Lisa Kron

Lisa Kron has been writing and performing theater since coming to New York from Michigan in 1984. Her work has been widely produced in New York, regionally, and internationally. Her play Fun Home, a musical written with composer Jeanine Tesori and based on the graphic novel by Alison Bechdel, earned her 2 Tony Awards in 2015, for Best Book of a Musical and Best Original Score (with Jeanine Tesori); the show also won the Tony Award for Best Musical. Other plays include The Ver**zon Play; In The Wake which received Lortel and GLAAD Media Award nominations, was a finalist for the Susan Smith Blackburn Prize, named a “Best Play of 2010” by TimeOut and Backstage; Well, was named a “Best Play of 2004” by the New York Times, the Associated Press, the Newark Star Ledger, Backstage, and the Advocate. 2.5 Minute Ride which received OBIE, L.A. Drama-Logue, New York Press, and GLAAD Media Awards; 101 Humiliating Stories, which received a Drama Desk nomination.

Lisa is a founding member of the legendary OBIE and Bessie Award-winning collaborative theater company The Five Lesbian Brothers whose plays, Oedipus at Palm Springs, Brave Smiles, Brides of the Moon and The Secretaries have all been produced by their theatrical home, New York Theater Workshop, and have been performed widely throughout the country both by the Brothers and by other companies.

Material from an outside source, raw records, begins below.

//! `{{ dotted.path }}` substitution against the definition.

use anyhow::{bail, Context, Result};
use serde_json::Value;
use time::OffsetDateTime;

use crate::definition::Definition;

/// Nested templates are re-rendered at most this many times.
const MAX_PASSES: usize = 8;

/// Build the render context for a definition.
///
/// The context is the serialized definition plus `image.serial`, the UTC build
/// time as `YYYYMMDD_HHMM`.
pub fn context_for(definition: &Definition) -> Result<Value> {
    let mut ctx = serde_json::to_value(definition).context("serializing definition")?;
    if let Some(image) = ctx.get_mut("image").and_then(Value::as_object_mut) {
        image.insert("serial".to_string(), Value::String(build_serial()));
    }
    Ok(ctx)
}

/// Render `template` against `ctx`.
pub fn render(template: &str, ctx: &Value) -> Result<String> {
    let mut current = template.to_string();
    for _ in 0..MAX_PASSES {
        if !current.contains("{{") {
            return Ok(current);
        }
        current = render_once(&current, ctx)?;
    }
    if current.contains("{{") {
        bail!("template nesting too deep: {}", template);
    }
    Ok(current)
}

fn render_once(template: &str, ctx: &Value) -> Result<String> {
    let mut out = String::with_capacity(template.len());
    let mut rest = template;

    while let Some(start) = rest.find("{{") {
        out.push_str(&rest[..start]);
        let after = &rest[start + 2..];
        let end = after
            .find("}}")
            .with_context(|| format!("unterminated placeholder in '{}'", template))?;
        let path = after[..end].trim();
        out.push_str(&lookup(ctx, path)?);
        rest = &after[end + 2..];
    }
    out.push_str(rest);

    Ok(out)
}

fn lookup(ctx: &Value, path: &str) -> Result<String> {
    if path.is_empty() {
        bail!("empty placeholder");
    }

    let mut node = ctx;
    for key in path.split('.') {
        node = match node {
            Value::Object(map) => map.get(key),
            Value::Array(items) => key.parse::<usize>().ok().and_then(|i| items.get(i)),
            _ => None,
        }
        .with_context(|| format!("unknown template variable '{}'", path))?;
    }

    Ok(match node {
        Value::String(s) => s.clone(),
        Value::Null => String::new(),
        other => other.to_string(),
    })
}

fn build_serial() -> String {
    let now = OffsetDateTime::now_utc();
    format!(
        "{:04}{:02}{:02}_{:02}{:02}",
        now.year(),
        now.month() as u8,
        now.day(),
        now.hour(),
        now.minute()
    )
}

#[cfg(test)]
mod tests {
    use super::*;
    use serde_json::json;

    #[test]
    fn test_render_substitutes_dotted_paths() {
        let ctx = json!({"image": {"release": "bionic", "architecture": "amd64"}});
        let out = render("deb http://x/{{ image.release }}/{{image.architecture}}", &ctx).unwrap();
        assert_eq!(out, "deb http://x/bionic/amd64");
    }

    #[test]
    fn test_render_without_placeholders_is_identity() {
        let out = render("plain text", &json!({})).unwrap();
        assert_eq!(out, "plain text");
    }

    #[test]
    fn test_render_nested_templates() {
        let ctx = json!({"a": "{{ b }}", "b": "done"});
        assert_eq!(render("{{ a }}", &ctx).unwrap(), "done");
    }

    #[test]
    fn test_render_unknown_variable_fails() {
        let err = render("{{ image.nope }}", &json!({"image": {}})).unwrap_err();
        assert!(err.to_string().contains("image.nope"));
    }

    #[test]
    fn test_render_self_reference_is_bounded() {
        let ctx = json!({"a": "{{ a }}"});
        assert!(render("{{ a }}", &ctx).is_err());
    }

    #[test]
    fn test_context_contains_serial() {
        let def = Definition::parse(
            "[image]\ndistribution = \"ubuntu\"\nrelease = \"bionic\"\n",
        )
        .unwrap();
        let ctx = context_for(&def).unwrap();
        let serial = ctx["image"]["serial"].as_str().unwrap();
        assert_eq!(serial.len(), "YYYYMMDD_HHMM".len());
        assert_eq!(render("{{ image.distribution }}", &ctx).unwrap(), "ubuntu");
    }
}
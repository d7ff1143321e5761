//! Best-effort cleanup sequences.
//!
//! Teardown must run every step even when an earlier one failed: a skipped
//! unmount or loop detach leaks kernel state into the next build.

use anyhow::{anyhow, Error, Result};

/// Collects failures from a sequence of cleanup steps.
#[derive(Debug)]
pub struct Teardown {
    what: &'static str,
    failures: Vec<Error>,
}

impl Teardown {
    pub fn new(what: &'static str) -> Self {
        Self {
            what,
            failures: Vec::new(),
        }
    }

    /// Record the outcome of one step. Failures are logged and kept.
    pub fn step<E>(&mut self, name: &str, result: std::result::Result<(), E>)
    where
        E: Into<Error>,
    {
        if let Err(err) = result {
            let err: Error = err.into();
            let err = err.context(name.to_string());
            tracing::warn!(teardown = self.what, "{:#}", err);
            self.failures.push(err);
        }
    }

    /// First failure, annotated with how many others followed it.
    pub fn finish(self) -> Result<()> {
        let mut failures = self.failures.into_iter();
        let Some(first) = failures.next() else {
            return Ok(());
        };
        let rest = failures.count();
        if rest == 0 {
            Err(first.context(format!("{} incomplete", self.what)))
        } else {
            Err(first.context(format!(
                "{} incomplete ({} further failure(s) logged)",
                self.what, rest
            )))
        }
    }
}

/// Convert a step result that only matters when it fails.
pub fn ignore_missing(result: std::io::Result<()>) -> Result<()> {
    match result {
        Err(err) if err.kind() == std::io::ErrorKind::NotFound => Ok(()),
        other => other.map_err(|e| anyhow!(e)),
    }
}

#[cfg(test)]
mod tests {
    use super::*;
    use std::io;

    #[test]
    fn test_all_steps_ok() {
        let mut td = Teardown::new("disk teardown");
        td.step("a", Ok::<(), Error>(()));
        td.step("b", Ok::<(), io::Error>(()));
        assert!(td.finish().is_ok());
    }

    #[test]
    fn test_first_failure_wins_and_rest_are_counted() {
        let mut td = Teardown::new("disk teardown");
        td.step("unmount uefi", Err(anyhow!("busy")));
        td.step("unmount root", Ok::<(), Error>(()));
        td.step("detach loop", Err(io::Error::new(io::ErrorKind::Other, "gone")));

        let msg = format!("{:#}", td.finish().unwrap_err());
        assert!(msg.contains("disk teardown incomplete (1 further failure(s) logged)"));
        assert!(msg.contains("unmount uefi"));
        assert!(msg.contains("busy"));
        assert!(!msg.contains("gone"));
    }

    #[test]
    fn test_ignore_missing() {
        assert!(ignore_missing(Err(io::Error::from(io::ErrorKind::NotFound))).is_ok());
        assert!(ignore_missing(Err(io::Error::from(io::ErrorKind::PermissionDenied))).is_err());
    }
}
//! Scratch copy of the source rootfs that a build mutates.
//!
//! The source tree is never written to. By default it becomes the lower layer
//! of an overlay mounted at `<cache>/overlay`, with `upper` and `work` beside
//! it. On xfs or zfs, when the overlay mount fails, or with overlays disabled,
//! the source is copied into `<cache>/overlay` instead.

use anyhow::{bail, Context, Result};
use std::fs;
use std::os::unix::fs::DirBuilderExt;
use std::path::{Path, PathBuf};

use super::copy_tree;
use crate::process::CommandRunner;
use crate::sandbox::sys;
use crate::teardown::{ignore_missing, Teardown};

const XFS_SUPER_MAGIC: i64 = 0x5846_5342;
const ZFS_SUPER_MAGIC: i64 = 0x2fc1_2fc1;

/// Name of a filesystem overlayfs cannot sit on, by statfs magic.
pub fn unsupported_filesystem(magic: i64) -> Option<&'static str> {
    match magic {
        XFS_SUPER_MAGIC => Some("xfs"),
        ZFS_SUPER_MAGIC => Some("zfs"),
        _ => None,
    }
}

#[derive(Debug, Clone, Copy, PartialEq, Eq)]
pub enum WorkTreeKind {
    Overlay,
    Copy,
}

#[derive(Debug)]
pub struct WorkTree {
    kind: WorkTreeKind,
    merged: PathBuf,
    upper: PathBuf,
    work: PathBuf,
    released: bool,
}

impl WorkTree {
    /// Prepare a work tree for `source` under `cache_dir`.
    pub fn create(
        runner: &dyn CommandRunner,
        cache_dir: &Path,
        source: &Path,
        disable_overlay: bool,
    ) -> Result<Self> {
        fs::create_dir_all(cache_dir).with_context(|| {
            format!("Failed to create cache directory '{}'", cache_dir.display())
        })?;

        if !disable_overlay {
            match Self::mount_overlay(cache_dir, source) {
                Ok(tree) => return Ok(tree),
                Err(err) => tracing::warn!("Failed to create overlay, copying instead: {:#}", err),
            }
        }
        Self::copy(runner, cache_dir, source)
    }

    fn new(kind: WorkTreeKind, cache_dir: &Path) -> Self {
        Self {
            kind,
            merged: cache_dir.join("overlay"),
            upper: cache_dir.join("upper"),
            work: cache_dir.join("work"),
            released: false,
        }
    }

    fn mount_overlay(cache_dir: &Path, source: &Path) -> Result<Self> {
        for dir in [cache_dir, source] {
            let magic = sys::statfs_magic(dir)
                .with_context(|| format!("Failed to stat filesystem of '{}'", dir.display()))?;
            if let Some(name) = unsupported_filesystem(magic) {
                bail!("overlay not supported on {} ('{}')", name, dir.display());
            }
        }

        let mut tree = Self::new(WorkTreeKind::Overlay, cache_dir);
        for dir in [&tree.upper, &tree.merged, &tree.work] {
            fs::DirBuilder::new()
                .mode(0o755)
                .create(dir)
                .with_context(|| format!("Failed to create directory '{}'", dir.display()))?;
        }

        let options = format!(
            "lowerdir={},upperdir={},workdir={}",
            source.display(),
            tree.upper.display(),
            tree.work.display()
        );
        if let Err(err) = sys::mount("overlay", &tree.merged, "overlay", 0, &options) {
            tree.remove_layers(&mut Teardown::new("overlay setup"));
            tree.released = true;
            return Err(err).context("Failed to mount overlay");
        }

        tracing::info!(dir = %tree.merged.display(), "mounted overlay");
        Ok(tree)
    }

    fn copy(runner: &dyn CommandRunner, cache_dir: &Path, source: &Path) -> Result<Self> {
        let tree = Self::new(WorkTreeKind::Copy, cache_dir);
        fs::create_dir_all(&tree.merged)
            .with_context(|| format!("Failed to create '{}'", tree.merged.display()))?;
        copy_tree(runner, source, &tree.merged)?;
        Ok(tree)
    }

    pub fn kind(&self) -> WorkTreeKind {
        self.kind
    }

    /// Directory the sandbox runs in.
    pub fn path(&self) -> &Path {
        &self.merged
    }

    /// Copy the finished tree to `target`.
    pub fn export(&self, runner: &dyn CommandRunner, target: &Path) -> Result<()> {
        fs::create_dir_all(target)
            .with_context(|| format!("Failed to create '{}'", target.display()))?;
        copy_tree(runner, &self.merged, target)
    }

    /// Unmount and delete the work tree. Every step runs.
    pub fn release(&mut self) -> Result<()> {
        if self.released {
            return Ok(());
        }
        self.released = true;

        let mut td = Teardown::new("work tree cleanup");
        match self.kind {
            WorkTreeKind::Overlay => {
                sys::sync();
                td.step(
                    "Failed to unmount overlay directory",
                    sys::umount2(&self.merged, 0)
                        .with_context(|| self.merged.display().to_string()),
                );
                self.remove_layers(&mut td);
            }
            WorkTreeKind::Copy => td.step(
                "Failed to remove copied tree",
                ignore_missing(fs::remove_dir_all(&self.merged)),
            ),
        }
        td.finish()
    }

    /// `merged` is only ever removed when empty, so a still-mounted overlay
    /// never exposes the source to deletion.
    fn remove_layers(&self, td: &mut Teardown) {
        td.step(
            "Failed to remove upper directory",
            ignore_missing(fs::remove_dir_all(&self.upper)),
        );
        td.step(
            "Failed to remove work directory",
            ignore_missing(fs::remove_dir_all(&self.work)),
        );
        td.step(
            "Failed to remove overlay directory",
            ignore_missing(fs::remove_dir(&self.merged)),
        );
    }
}

impl Drop for WorkTree {
    fn drop(&mut self) {
        if let Err(err) = self.release() {
            tracing::warn!("{:#}", err);
        }
    }
}

#[cfg(test)]
mod tests {
    use super::*;
    use crate::process::testing::RecordingRunner;
    use tempfile::TempDir;

    #[test]
    fn test_unsupported_filesystems() {
        assert_eq!(unsupported_filesystem(XFS_SUPER_MAGIC), Some("xfs"));
        assert_eq!(unsupported_filesystem(ZFS_SUPER_MAGIC), Some("zfs"));
        // ext4
        assert_eq!(unsupported_filesystem(0xef53), None);
    }

    #[test]
    fn test_disabled_overlay_copies_source() {
        let temp = TempDir::new().unwrap();
        let cache = temp.path().join("cache");
        let source = temp.path().join("rootfs");
        fs::create_dir(&source).unwrap();
        let runner = RecordingRunner::new();

        let mut tree = WorkTree::create(&runner, &cache, &source, true).unwrap();
        assert_eq!(tree.kind(), WorkTreeKind::Copy);
        assert_eq!(tree.path(), cache.join("overlay"));
        assert!(tree.path().is_dir());
        assert_eq!(
            runner.lines(),
            [format!(
                "rsync -aHAX --numeric-ids {}/ {}",
                source.display(),
                cache.join("overlay").display()
            )]
        );

        tree.release().unwrap();
        assert!(!cache.join("overlay").exists());
        assert!(tree.release().is_ok());
    }

    #[test]
    fn test_export_copies_tree_to_target() {
        let temp = TempDir::new().unwrap();
        let source = temp.path().join("rootfs");
        fs::create_dir(&source).unwrap();
        let runner = RecordingRunner::new();
        let tree = WorkTree::create(&runner, &temp.path().join("cache"), &source, true).unwrap();
        runner.calls.borrow_mut().clear();

        let target = temp.path().join("out");
        tree.export(&runner, &target).unwrap();
        assert!(target.is_dir());
        assert_eq!(
            runner.lines(),
            [format!(
                "rsync -aHAX --numeric-ids {}/ {}",
                tree.path().display(),
                target.display()
            )]
        );
    }

    #[test]
    fn test_release_leaves_cache_clean() {
        let temp = TempDir::new().unwrap();
        let cache = temp.path().join("cache");
        let source = temp.path().join("rootfs");
        fs::create_dir(&source).unwrap();
        let runner = RecordingRunner::new();

        // Without root the overlay mount fails and the copy fallback is used.
        let tree = WorkTree::create(&runner, &cache, &source, false).unwrap();
        drop(tree);
        for dir in ["overlay", "upper", "work"] {
            assert!(!cache.join(dir).exists(), "{} left behind", dir);
        }
    }

    #[test]
    #[ignore = "requires root"]
    fn test_overlay_keeps_source_untouched() {
        let temp = TempDir::new().unwrap();
        let cache = temp.path().join("cache");
        let source = temp.path().join("rootfs");
        fs::create_dir_all(source.join("etc")).unwrap();
        fs::write(source.join("etc/hostname"), "source\n").unwrap();

        let mut tree =
            WorkTree::create(&crate::process::SystemRunner, &cache, &source, false).unwrap();
        assert_eq!(tree.kind(), WorkTreeKind::Overlay);
        fs::write(tree.path().join("etc/hostname"), "changed\n").unwrap();
        fs::write(tree.path().join("new-file"), "x").unwrap();
        tree.release().unwrap();

        assert_eq!(fs::read_to_string(source.join("etc/hostname")).unwrap(), "source\n");
        assert!(!source.join("new-file").exists());
        for dir in ["overlay", "upper", "work"] {
            assert!(!cache.join(dir).exists());
        }
    }
}
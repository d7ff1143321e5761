//! Privileged build sandbox for container and VM root filesystem images.
//!
//! Given a downloaded distribution tree, the crate:
//!
//! - **Sandbox** - enters a chroot with `/proc`, `/sys`, tmpfs mounts and a
//!   minimal `/dev`, and tears all of it down again on exit
//! - **VM disks** - creates a partitioned, loop-attached disk image and exposes
//!   its devices inside the sandbox
//! - **Package managers** - drives apt, dnf, pacman and friends through a
//!   filter-aware, order-preserving pipeline
//! - **Preflight checks** - host tool validation before builds
//!
//! # Architecture
//!
//! ```text
//! definition (TOML) ──► filter ──► build::pack
//!                                     │
//!                                     ├── build::overlay    (work tree over the source)
//!                                     ├── vm::VmDisk        (VM builds only)
//!                                     ├── sandbox::enter    (chroot lease)
//!                                     ├── managers::pipeline
//!                                     └── sandbox lease exit
//! ```
//!
//! # Example
//!
//! ```rust,ignore
//! use rootfs_builder::build::{pack, BuildOptions};
//! use rootfs_builder::definition::Definition;
//! use rootfs_builder::filter::TargetType;
//! use rootfs_builder::process::SystemRunner;
//! use std::path::Path;
//!
//! let definition = Definition::load(Path::new("ubuntu.toml"))?;
//! let options = BuildOptions::new(TargetType::Container, "/var/cache/rootfs-builder");
//! pack(
//!     &definition,
//!     Path::new("/build/rootfs"),
//!     Path::new("/build/out"),
//!     &options,
//!     &SystemRunner,
//! )?;
//! ```

pub mod build;
pub mod definition;
pub mod filter;
pub mod managers;
pub mod preflight;
pub mod process;
pub mod sandbox;
pub mod teardown;
pub mod template;
pub mod vm;
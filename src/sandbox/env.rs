//! Process environment inside the sandbox.

use std::collections::BTreeMap;
use std::env;

use crate::definition::Environment;
use crate::filter::{BuildSelector, ImageTarget};

pub const DEFAULT_PATH: &str = "/sbin:/bin:/usr/sbin:/usr/bin:/usr/local/sbin:/usr/local/bin";

#[derive(Debug, Clone, PartialEq, Eq)]
pub struct EnvValue {
    pub value: String,
    /// False means the variable is removed from the environment.
    pub set: bool,
}

/// Variable name to value, applied over the current process environment.
#[derive(Debug, Clone, Default, PartialEq, Eq)]
pub struct EnvironmentSet {
    vars: BTreeMap<String, EnvValue>,
}

impl EnvironmentSet {
    pub fn new() -> Self {
        Self::default()
    }

    /// PATH, SHELL, TERM and DEBIAN_FRONTEND for a non-interactive build.
    pub fn defaults() -> Self {
        let mut set = Self::new();
        set.set("PATH", DEFAULT_PATH);
        set.set("SHELL", "/bin/sh");
        set.set("TERM", "xterm");
        set.set("DEBIAN_FRONTEND", "noninteractive");
        set
    }

    /// Effective environment for a build: defaults unless cleared, then every
    /// variable whose filter accepts the build.
    pub fn for_build(config: &Environment, selector: &BuildSelector<'_>, accepted: ImageTarget) -> Self {
        let mut set = if config.clear_defaults {
            Self::new()
        } else {
            Self::defaults()
        };
        for var in &config.variables {
            if selector.accepts(var, accepted) {
                set.set(&var.key, &var.value);
            }
        }
        set
    }

    pub fn set(&mut self, key: impl Into<String>, value: impl Into<String>) {
        self.vars.insert(
            key.into(),
            EnvValue {
                value: value.into(),
                set: true,
            },
        );
    }

    pub fn unset(&mut self, key: impl Into<String>) {
        self.vars.insert(
            key.into(),
            EnvValue {
                value: String::new(),
                set: false,
            },
        );
    }

    pub fn get(&self, key: &str) -> Option<&EnvValue> {
        self.vars.get(key)
    }

    /// Apply to the process environment and return what it replaced.
    pub fn apply(&self) -> EnvironmentSet {
        let mut previous = EnvironmentSet::new();
        for (key, entry) in &self.vars {
            match env::var(key) {
                Ok(old) => previous.set(key.clone(), old),
                Err(_) => previous.unset(key.clone()),
            }
            if entry.set {
                env::set_var(key, &entry.value);
            } else {
                env::remove_var(key);
            }
        }
        previous
    }
}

Lisa has received playwriting fellowships from the Lortel and Guggenheim Foundations, Sundance Theater Lab, the Lark Play Development Center, and the MacDowell Colony, the Cal Arts/Alpert Award, a Helen Merrill Award, the Kleban Prize, and grants from the Creative Capital Foundation and New York Foundation for the Arts. She was a resident playwright at the American Voices New Play Initiative at Arena Stage.

As an actor. Lisa has acted in her own plays and the plays of the Five Lesbian Brothers, and also been seen in such productions as the Foundry’s Good Person of Szechwan at LaMama, The Normal Heart at the Public Theater, Spain at M.C.C., and The Most Fabulous Story Ever Told, at NYTW.

 Anna Deavere Smith

Actress, playwright, and teacher, Anna Deavere Smith is said to have created a new form of theater. Her latest play, Notes From the Field, explores issues of justice and opportunity in America through the lens of education. She is recipient of two Tony nominations and three Obie awards. She was runner-up for the Pulitzer Prize for her play Fires in the Mirror. She has created over 15 one-person shows based on hundreds of interviews, including Twilight: Los Angeles, about the Los Angeles race riots of 1992 and Let Me Down Easy, which focused on healthcare in the United States. Television work includes The West Wing, Nurse Jackie, and Black – ish. Films include The American President, Rachel Getting Married and Philadelphia. Books include Letters to a Young Artist and Talk to Me. She received the National Humanities Medal, presented to her by President Obama in 2013. She was the 2015 Jefferson Lecturer for the National Endowment for the Humanities. She is a MacArthur Fellow, recipient of a George Polk Award in Journalism, a Ridenhour Courage Prize, and The Dorothy and Lillian Gish Prize. She is University Professor at New York University, where she also directs the Institute on the Arts and Civic Dialogue.